MARTINOV, MARTIN N
GRADIENT BIOMODELING, LLC
Discovery of New Chemical Entities for Alzheimers Disease Tauopathy
Acquired Cognitive Impairment... Aging... Alzheimer's Disease... Alzheimer's Disease including Alzheimer's Disease Related Dementias (AD/ADRD)... Brain Disorders... Dementia... Neurodegenerative... Neurosciences... Translational Research
Project Summary/Abstract Neurofibrillary lesions composed of tau protein aggregates are a defining pathology of Alzheimer’s disease (AD). Because lesion appearance correlates with neurodegeneration and cognitive decline, diverse approaches for inhibiting their formation are under investigation as potential therapies against AD progression.

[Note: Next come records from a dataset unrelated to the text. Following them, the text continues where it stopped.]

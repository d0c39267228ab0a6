use sea_orm_migration::prelude::*;

#[derive(DeriveMigrationName)]
pub struct Migration;

#[async_trait::async_trait]
impl MigrationTrait for Migration {
    async fn up(&self, manager: &SchemaManager) -> Result<(), DbErr> {
        manager
            .create_table(
                Table::create()
                    .table(ShoppingCarts::Table)
                    .if_not_exists()
                    .col(ColumnDef::new(ShoppingCarts::UserId).integer().not_null())
                    .col(ColumnDef::new(ShoppingCarts::RecipeId).integer().not_null())
                    .col(
                        ColumnDef::new(ShoppingCarts::CreatedAt)
                            .timestamp_with_time_zone()
                            .not_null()
                            .default(Expr::current_timestamp()),
                    )
                    .primary_key(
                        Index::create()
                            .col(ShoppingCarts::UserId)
                            .col(ShoppingCarts::RecipeId),
                    )
                    .foreign_key(
                        ForeignKey::create()
                            .from(ShoppingCarts::Table, ShoppingCarts::UserId)
                            .to(Users::Table, Users::Id)
                            .on_delete(ForeignKeyAction::Cascade),
                    )
                    .foreign_key(
                        ForeignKey::create()
                            .from(ShoppingCarts::Table, ShoppingCarts::RecipeId)
                            .to(Recipes::Table, Recipes::Id)
                            .on_delete(ForeignKeyAction::Cascade),
                    )
                    .to_owned(),
            )
            .await?;
        manager
            .create_index(
                Index::create()
                    .table(ShoppingCarts::Table)
                    .col(ShoppingCarts::RecipeId)
                    .name("idx_shopping_carts_recipe_id")
                    .to_owned(),
            )
            .await
    }

    async fn down(&self, manager: &SchemaManager) -> Result<(), DbErr> {
        manager
            .drop_table(Table::drop().table(ShoppingCarts::Table).to_owned())
            .await
    }
}

#[derive(Iden)]
enum ShoppingCarts {
    Table,
    UserId,
    RecipeId,
    CreatedAt,
}

#[derive(Iden)]
enum Users {
    Table,
    Id,
}

#[derive(Iden)]
enum Recipes {
    Table,
    Id,
}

An attractive target is the tau aggregation reaction itself, which is closely associated with lesion formation but not normal tau function. Many tau aggregation inhibitors have been reported on the basis of in vitro screening, demonstrating the feasibility of the approach, but only recently have their potency-driving features, molecular targets in the tau aggregation pathway, and activity in biological models been clarified. The results are promising but point toward liabilities of existing inhibitors with respect to pharmacokinetics and/or inhibitory mechanism. Unlocking the utility of the aggregation inhibition strategy will require the identification of new chemotypes with greater drug-like character than the existing generation of inhibitors. The first objective of this Phase 1 proposal is to meet this need using the computational platform developed by Gradient Biomodeling LLC (Gradient). The platform applies quantum methods to large?scale in silico discovery, facilitating the identification of novel chemotypes that retain the quantum signature of active compounds. Its second objective is to evaluate the activity of selected compounds in established tau aggregation assays. At the conclusion of this project, a validated computation model capable of supporting for lead optimization, and candidate compounds appropriate for in vivo testing, will be in place for Phase 2 SBIR study.